Is the stock market on the brink of breaking into an unmitigated run-up to fresh records?

That is the question a number of market strategists are exploring as the Dow Jones Industrial Average, the S&P 500, and the Nasdaq Composite indexes mount their latest concerted assault on all-time closing highs, powered by hope that the U.S. and China can forge a preliminary trade accord to resolve a prolonged battle over import duties.

A number of other geopolitical headwinds, at least momentarily, have died down, including concerns about market-roiling effects of uncertainty surrounding the Byzantine pathway toward a U.K. exit from the European Union.

Analysts at Bank of America Merrill Lynch, led by strategists Michael Hartnett, described the market as “primed for Q1 2020 risk asset melt-up,” with the Federal Reserve and the European Central Bank still providing ample support to portions of the market and economy that have shown some signs of softness.

UBS Global Wealth Management Chief Investment Officer Mark Haefele said that a partial Sino-American trade resolution contributes mightily to the bullish thesis that a number of strategists have adopted. “This could unlock further upside for equity markets, driven by an improvement in business confidence and a recovery in investment,” Haefele wrote.

It is important to note that the a so-called melt-up is considered by market pundits as the end phase of an asset bubble and is usually, but not always, followed by a significant downturn in stock values. Strategists have predicted melt-ups a number of times over the past 18 months, with concerns growing about U.S. economic growth in its record-setting 11th year of expansion, supporting fears that an economic and stock-market pullback are inevitable.

A call by some market participants for further gains for equity indexes now comes as the S&P 500 has gained nearly 27.3% in the year to date, the Dow has returned about 21% so far this year and the Nasdaq has produced a year-to-date return thus far of about 33%, according to FactSet data.

The strong performance has also translated into outsize gains for the small-capitalization Russell 2000 index, which is on track for a 22.3% gain, its best annual return, if it holds, since 2013, when it gained a whopping 37%. Not too shabby for the small-cap benchmark, which had been buffeted the most by concerns that the U.S. economy might take cues from anemic growth in other countries.

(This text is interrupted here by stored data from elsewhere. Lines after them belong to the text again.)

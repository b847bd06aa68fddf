// Benzene Launcher Core - Domain Logic & Ports
// NO infrastructure dependencies (hexagonal architecture)

pub mod application;
pub mod domain;
pub mod error;
pub mod port;

pub use error::{AppError, Result};

pub const VERSION: &str = env!("CARGO_PKG_VERSION");
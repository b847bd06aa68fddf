// Time Provider Port (for testability)

/// Time provider interface (allows mocking in tests)
pub trait TimeProvider: Send + Sync {
    /// Get current time in milliseconds since epoch
    fn now_millis(&self) -> i64;
}

/// System time provider (production)
pub struct SystemTimeProvider;

impl TimeProvider for SystemTimeProvider {
    fn now_millis(&self) -> i64 {
        chrono::Utc::now().timestamp_millis()
    }
}

pub mod mocks {
    use super::*;
    use std::sync::atomic::{AtomicI64, Ordering};

    /// Deterministic clock advancing by `step_ms` on every read
    pub struct MockTimeProvider {
        now: AtomicI64,
        step_ms: i64,
    }

    impl MockTimeProvider {
        pub fn new(start: i64, step_ms: i64) -> Self {
            Self {
                now: AtomicI64::new(start),
                step_ms,
            }
        }
    }

    impl TimeProvider for MockTimeProvider {
        fn now_millis(&self) -> i64 {
            self.now.fetch_add(self.step_ms, Ordering::SeqCst)
        }
    }
}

The S&P 500 and Nasdaq also are on track to notch their best annual gains since 2013, when the broad-market S&P returned 29.6% and technology-laden Nasdaq rose 38.32%.

Analysts at Morgan Stanley, led by Michael Wilson, chief U.S. strategist, have described the current state of bullish play as a trifecta of catalysts. Those include accommodative central banks, providing fresh liquidity to already-buoyant markets; easing Brexit uncertainty; and apparent progress toward a meaningful detente in China-U.S. trade relations.

That said, Wilson and his team say that earnings for companies will be challenged, with labor costs likely to rise among smaller-cap companies.

“However, the percentage of S&P 1500 (large-, mid- and small-cap) companies with positive forward EPS growth has deteriorated meaningfully since 2018,” Morgan Stanley analysts wrote.

“Further, the current level of this measure is worse than it was during the 2015–2016 manufacturing recession, a trend driven mainly by smaller-capitalization companies which are struggling with higher labor costs,” they said.

Partly for that reason, among others, some analysts are pointing to growing signs that Wall Street investors are becoming overcomplacent about buoyancy in the market.

Notably, one measure of risk for future downturns, the Cboe Volatility Index, is on track for a 54% decline this year, which would mark the gauge of coming volatility’s worst yearly drop on record. The index tracks bullish and bearish options on the S&P 500 for the coming 30-day period and has tumbled below a reading of 12, well below its historical average of about 19. The index tends to rise when stocks fall and vice versa.